He led me up to the lady who had risen at my entrance, and who now welcomed me as kindly as she had before looked on me, paying me many pleasant compliments. I gazed at her with interest, having heard much of her beauty and of the strange manner in which M. de Rosny, being enamoured of two young ladies, and chancing upon both while lodging in different apartments at an inn, had decided which he should visit and make his wife. He appeared to read what was in my mind, for as I bowed before her, thanking her for the obliging things which she had uttered, and which for ever bound me to her service, he gaily pinched her ear, and said, 'When you want a good wife, M. de Marsac, be sure you turn to the right.'

He spoke in jest, and having his own case only in his mind. But I, looking mechanically in the direction he indicated, saw mademoiselle standing a pace or two to my right in the shadow of the great chimney-piece. I know not whether she frowned more or blushed more; but this for certain, that she answered my look with one of sharp displeasure, and, turning her back on me, swept quickly from the room, with no trace in her bearing of that late tenderness and gratitude which I had remarked.





CHAPTER XIII.

AT ROSNY.


The morning brought only fresh proofs of the kindness which M. de Rosny had conceived for me. Awaking early I found on a stool beside my clothes, a purse of gold containing a hundred crowns; and a youth presently entering to ask me if I lacked anything, I had at first some difficulty in recognising Simon Fleix, so sprucely was the lad dressed, in a mode resembling Maignan's. I looked at the student more than once before I addressed him by his name; and was as much surprised by the strange change I observed in him--for it was not confined to his clothes--as by anything which had happened since I entered the house. I rubbed my eyes, and asked him what he had done with his soutane.

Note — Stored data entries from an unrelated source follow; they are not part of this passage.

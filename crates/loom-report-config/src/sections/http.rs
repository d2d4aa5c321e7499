// Copyright (c) 2025 Geoffrey Huntley <ghuntley@ghuntley.com>. All rights reserved.
// SPDX-License-Identifier: Proprietary

//! HTTP upload section.

use std::time::Duration;

use serde::{Deserialize, Serialize};

use super::DEFAULT_TIMEOUT_SECS;
use crate::error::ConfigError;

#[derive(Debug, Clone, Default, Serialize, Deserialize, PartialEq)]
pub struct HttpConfigLayer {
	pub url: Option<String>,
	pub timeout_secs: Option<u64>,
	pub user_agent: Option<String>,
}

impl HttpConfigLayer {
	pub fn merge(&mut self, other: Self) {
		if other.url.is_some() {
			self.url = other.url;
		}
		if other.timeout_secs.is_some() {
			self.timeout_secs = other.timeout_secs;
		}
		if other.user_agent.is_some() {
			self.user_agent = other.user_agent;
		}
	}

	/// `Ok(None)` when no URL is set.
	pub fn build(self) -> Result<Option<HttpConfig>, ConfigError> {
		let Some(url) = self.url.filter(|u| !u.trim().is_empty()) else {
			return Ok(None);
		};

		if !(url.starts_with("http://") || url.starts_with("https://")) {
			return Err(ConfigError::invalid_value(
				"http.url",
				format!("'{url}' is not an http(s) URL"),
			));
		}

		let timeout_secs = self.timeout_secs.unwrap_or(DEFAULT_TIMEOUT_SECS);
		if timeout_secs == 0 {
			return Err(ConfigError::invalid_value("http.timeout_secs", "must be greater than zero"));
		}

		Ok(Some(HttpConfig {
			url,
			timeout: Duration::from_secs(timeout_secs),
			user_agent: self.user_agent,
		}))
	}
}

#[derive(Debug, Clone, PartialEq)]
pub struct HttpConfig {
	pub url: String,
	pub timeout: Duration,
	pub user_agent: Option<String>,
}
// Copyright (c) 2025 Geoffrey Huntley <ghuntley@ghuntley.com>. All rights reserved.
// SPDX-License-Identifier: Proprietary

//! Configuration layer for merging from multiple sources.

use serde::Deserialize;

use crate::sections::{
	HttpConfigLayer, LogConfigLayer, LoggingConfigLayer, SmtpConfigLayer, SpoolConfigLayer,
	TrapsConfigLayer,
};

/// Report configuration layer. Every field is optional so layers can stack.
#[derive(Debug, Clone, Default, Deserialize)]
pub struct ReportConfigLayer {
	#[serde(default)]
	pub spool: Option<SpoolConfigLayer>,
	#[serde(default)]
	pub http: Option<HttpConfigLayer>,
	#[serde(default)]
	pub smtp: Option<SmtpConfigLayer>,
	#[serde(default)]
	pub log: Option<LogConfigLayer>,
	#[serde(default)]
	pub traps: Option<TrapsConfigLayer>,
	#[serde(default)]
	pub logging: Option<LoggingConfigLayer>,
}

impl ReportConfigLayer {
	/// Merge another layer into this one. `other` wins field by field.
	pub fn merge(&mut self, other: ReportConfigLayer) {
		merge_option(&mut self.spool, other.spool, SpoolConfigLayer::merge);
		merge_option(&mut self.http, other.http, HttpConfigLayer::merge);
		merge_option(&mut self.smtp, other.smtp, SmtpConfigLayer::merge);
		merge_option(&mut self.log, other.log, LogConfigLayer::merge);
		merge_option(&mut self.traps, other.traps, TrapsConfigLayer::merge);
		merge_option(&mut self.logging, other.logging, LoggingConfigLayer::merge);
	}
}

fn merge_option<T, F>(target: &mut Option<T>, source: Option<T>, merge_fn: F)
where
	F: FnOnce(&mut T, T),
{
	match (target.as_mut(), source) {
		(Some(t), Some(s)) => merge_fn(t, s),
		(None, Some(s)) => *target = Some(s),
		_ => {}
	}
}
// Copyright (c) 2025 Geoffrey Huntley <ghuntley@ghuntley.com>. All rights reserved.
// SPDX-License-Identifier: Proprietary

use std::path::PathBuf;

use serde::{Deserialize, Serialize};

use crate::paths::default_spool_folder;

#[derive(Debug, Clone, Default, Serialize, Deserialize, PartialEq)]
pub struct SpoolConfigLayer {
	pub folder: Option<PathBuf>,
}

impl SpoolConfigLayer {
	pub fn merge(&mut self, other: Self) {
		if other.folder.is_some() {
			self.folder = other.folder;
		}
	}

	pub fn finalize(self) -> SpoolConfig {
		SpoolConfig {
			folder: self.folder.unwrap_or_else(default_spool_folder),
		}
	}
}

/// Where undelivered archives wait for the next resend.
#[derive(Debug, Clone, PartialEq)]
pub struct SpoolConfig {
	pub folder: PathBuf,
}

'Burned it, M. de Marsac,' he answered briefly.

I saw that he had burned much, metaphorically speaking, besides his soutane. He was less pale, less lank, less wo-begone than formerly, and went more briskly. He had lost the air of crack-brained disorder which had distinguished him, and was smart, sedate, and stooped less. Only the odd sparkle remained in his eyes, and bore witness to the same nervous, eager spirit within.

'What are you going to do, then, Simon?' I asked, noting these changes curiously.

'I am a soldier,' he answered, 'and follow M. de Marsac.'

I laughed. 'You have chosen a poor service, I am afraid,' I said, beginning to rise; 'and one, too, Simon, in which it is possible you may be killed. I thought that would not suit you,' I continued, to see what he would say. But he answered nothing, and I looked at him in great surprise. 'You have made up your mind, then, at last?' I said.

'Perfectly,' he answered.

'And solved all your doubts?'

'I have no doubts.'

'You are a Huguenot?'

'That is the only true and pure religion,' he replied gravely. And with apparent sincerity and devotion he repeated Beza's Confession of Faith.

This filled me with profound astonishment, but I said no more at the time, though I had my doubts. I waited until I was alone with M. de Rosny, and then I unbosomed myself on the matter; expressing my surprise at the suddenness of the conversion, and at such a man, as I had found the student to be, stating his views so firmly and steadfastly, and with so little excitement. Observing that M. de Rosny smiled but answered nothing, I explained myself farther.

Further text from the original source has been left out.